[[ Available records, beginning ]]
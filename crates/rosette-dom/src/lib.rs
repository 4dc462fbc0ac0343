//! Rosette DOM - a minimal virtual DOM that mounts descriptor trees as markup.
//!
//! This crate turns trees of element descriptors into HTML markup:
//! - Immutable element descriptors built with [`create_element`]
//! - Text, host and composite components with a shared mount protocol
//! - Positional identity paths written as `data-reactid` attributes
//! - Event props delegated through one document listener per event type
//! - User components from the [`Component`] trait or [`create_class`]
//! - Post-mount lifecycle hooks run after the container is written
//!
//! ## Quick Start
//!
//! ```rust
//! use std::rc::Rc;
//! use rosette_dom::{
//!     ClassSpec, EventHandler, Node, Renderer, create_class, create_element, nodes, props,
//! };
//! use rosette_host::MockDocument;
//!
//! let doc = Rc::new(MockDocument::new().with_container("app"));
//! let mut renderer = Renderer::new(doc.clone());
//!
//! let hello = create_class(
//!     ClassSpec::new()
//!         .display_name("HelloMessage")
//!         .render(|this| {
//!             let name = this.props().get_str("name").unwrap_or("world").to_string();
//!             Some(Node::from(create_element(
//!                 "button",
//!                 Some(props! { "onClick" => EventHandler::new(|_| {}) }),
//!                 nodes!["Hello ", name],
//!             )))
//!         }),
//! );
//!
//! renderer
//!     .render(create_element(&hello, Some(props! { "name" => "Rosette" }), Vec::new()), "app")
//!     .unwrap();
//!
//! assert!(doc.inner_html("app").unwrap().starts_with("<button data-reactid=\"0\">"));
//! ```

pub mod class;
pub mod component;
pub mod element;
pub mod error;
pub mod event;
pub mod factory;
pub mod global;
pub mod identity;
pub mod props;
pub mod render;

pub use class::{
    ClassInstance, ClassSpec, Component, ComponentClass, InternalInstance, create_class,
};
pub use component::{
    ComponentInstance, CompositeComponent, HostComponent, MountContext, MountReadyQueue,
    TextComponent,
};
pub use element::{ElementDescriptor, ElementType, Node, create_element};
pub use error::{HookError, HookResult, PostMountFailure, RenderError, RenderResult};
pub use event::{DelegationId, EventBridge, EventHandler, event_type_for, is_event_prop};
pub use factory::{instantiate_component, instantiate_component_with};
pub use global::render;
pub use identity::{AttributeSelector, REACT_ID_ATTRIBUTE, ReactId};
pub use props::{PropValue, Props};
pub use render::{MOUNT_READY_EVENT, RenderConfig, Renderer};

/// Build [`Props`] from `"name" => value` pairs.
///
/// ```
/// use rosette_dom::props;
///
/// let props = props! { "id" => "x", "tabIndex" => 2 };
/// assert_eq!(props.get_str("id"), Some("x"));
/// assert_eq!(props.get_number("tabIndex"), Some(2.0));
/// ```
#[macro_export]
macro_rules! props {
    () => {
        $crate::Props::new()
    };
    ($($name:expr => $value:expr),+ $(,)?) => {{
        let mut props = $crate::Props::new();
        $(props.insert($name, $value);)+
        props
    }};
}

/// Build a `Vec<Node>` from anything convertible into a [`Node`].
///
/// ```
/// use rosette_dom::{Node, nodes};
///
/// let children = nodes!["count: ", 3];
/// assert_eq!(children, vec![Node::from("count: "), Node::Number(3.0)]);
/// ```
#[macro_export]
macro_rules! nodes {
    () => {
        ::std::vec::Vec::<$crate::Node>::new()
    };
    ($($node:expr),+ $(,)?) => {
        ::std::vec![$($crate::Node::from($node)),+]
    };
}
[[ Available records, end ]]
*Directions*.
An accurate, complete transcription of the records above is needed.

*Your solution*.
filename crates/rosette-dom/src/lib.rs
repository 4dc462fbc0ac0343
//! Rosette DOM - a minimal virtual DOM that mounts descriptor trees as markup.
//!
//! This crate turns trees of element descriptors into HTML markup:
//! - Immutable element descriptors built with [`create_element`]
//! - Text, host and composite components with a shared mount protocol
//! - Positional identity paths written as `data-reactid` attributes
//! - Event props delegated through one document listener per event type
//! - User components from the [`Component`] trait or [`create_class`]
//! - Post-mount lifecycle hooks run after the container is written
//!
//! ## Quick Start
//!
//! ```rust
//! use std::rc::Rc;
//! use rosette_dom::{
//!     ClassSpec, EventHandler, Node, Renderer, create_class, create_element, nodes, props,
//! };
//! use rosette_host::MockDocument;
//!
//! let doc = Rc::new(MockDocument::new().with_container("app"));
//! let mut renderer = Renderer::new(doc.clone());
//!
//! let hello = create_class(
//!     ClassSpec::new()
//!         .display_name("HelloMessage")
//!         .render(|this| {
//!             let name = this.props().get_str("name").unwrap_or("world").to_string();
//!             Some(Node::from(create_element(
//!                 "button",
//!                 Some(props! { "onClick" => EventHandler::new(|_| {}) }),
//!                 nodes!["Hello ", name],
//!             )))
//!         }),
//! );
//!
//! renderer
//!     .render(create_element(&hello, Some(props! { "name" => "Rosette" }), Vec::new()), "app")
//!     .unwrap();
//!
//! assert!(doc.inner_html("app").unwrap().starts_with("<button data-reactid=\"0\">"));
//! ```

pub mod class;
pub mod component;
pub mod element;
pub mod error;
pub mod event;
pub mod factory;
pub mod global;
pub mod identity;
pub mod props;
pub mod render;

pub use class::{
    ClassInstance, ClassSpec, Component, ComponentClass, InternalInstance, create_class,
};
pub use component::{
    ComponentInstance, CompositeComponent, HostComponent, MountContext, MountReadyQueue,
    TextComponent,
};
pub use element::{ElementDescriptor, ElementType, Node, create_element};
pub use error::{HookError, HookResult, PostMountFailure, RenderError, RenderResult};
pub use event::{DelegationId, EventBridge, EventHandler, event_type_for, is_event_prop};
pub use factory::{instantiate_component, instantiate_component_with};
pub use global::render;
pub use identity::{AttributeSelector, REACT_ID_ATTRIBUTE, ReactId};
pub use props::{PropValue, Props};
pub use render::{MOUNT_READY_EVENT, RenderConfig, Renderer};

/// Build [`Props`] from `"name" => value` pairs.
///
/// ```
/// use rosette_dom::props;
///
/// let props = props! { "id" => "x", "tabIndex" => 2 };
/// assert_eq!(props.get_str("id"), Some("x"));
/// assert_eq!(props.get_number("tabIndex"), Some(2.0));
/// ```
#[macro_export]
macro_rules! props {
    () => {
        $crate::Props::new()
    };
    ($($name:expr => $value:expr),+ $(,)?) => {{
        let mut props = $crate::Props::new();
        $(props.insert($name, $value);)+
        props
    }};
}

/// Build a `Vec<Node>` from anything convertible into a [`Node`].
///
/// ```
/// use rosette_dom::{Node, nodes};
///
/// let children = nodes!["count: ", 3];
/// assert_eq!(children, vec![Node::from("count: "), Node::Number(3.0)]);
/// ```
#[macro_export]
macro_rules! nodes {
    () => {
        ::std::vec::Vec::<$crate::Node>::new()
    };
    ($($node:expr),+ $(,)?) => {
        ::std::vec![$($crate::Node::from($node)),+]
    };
}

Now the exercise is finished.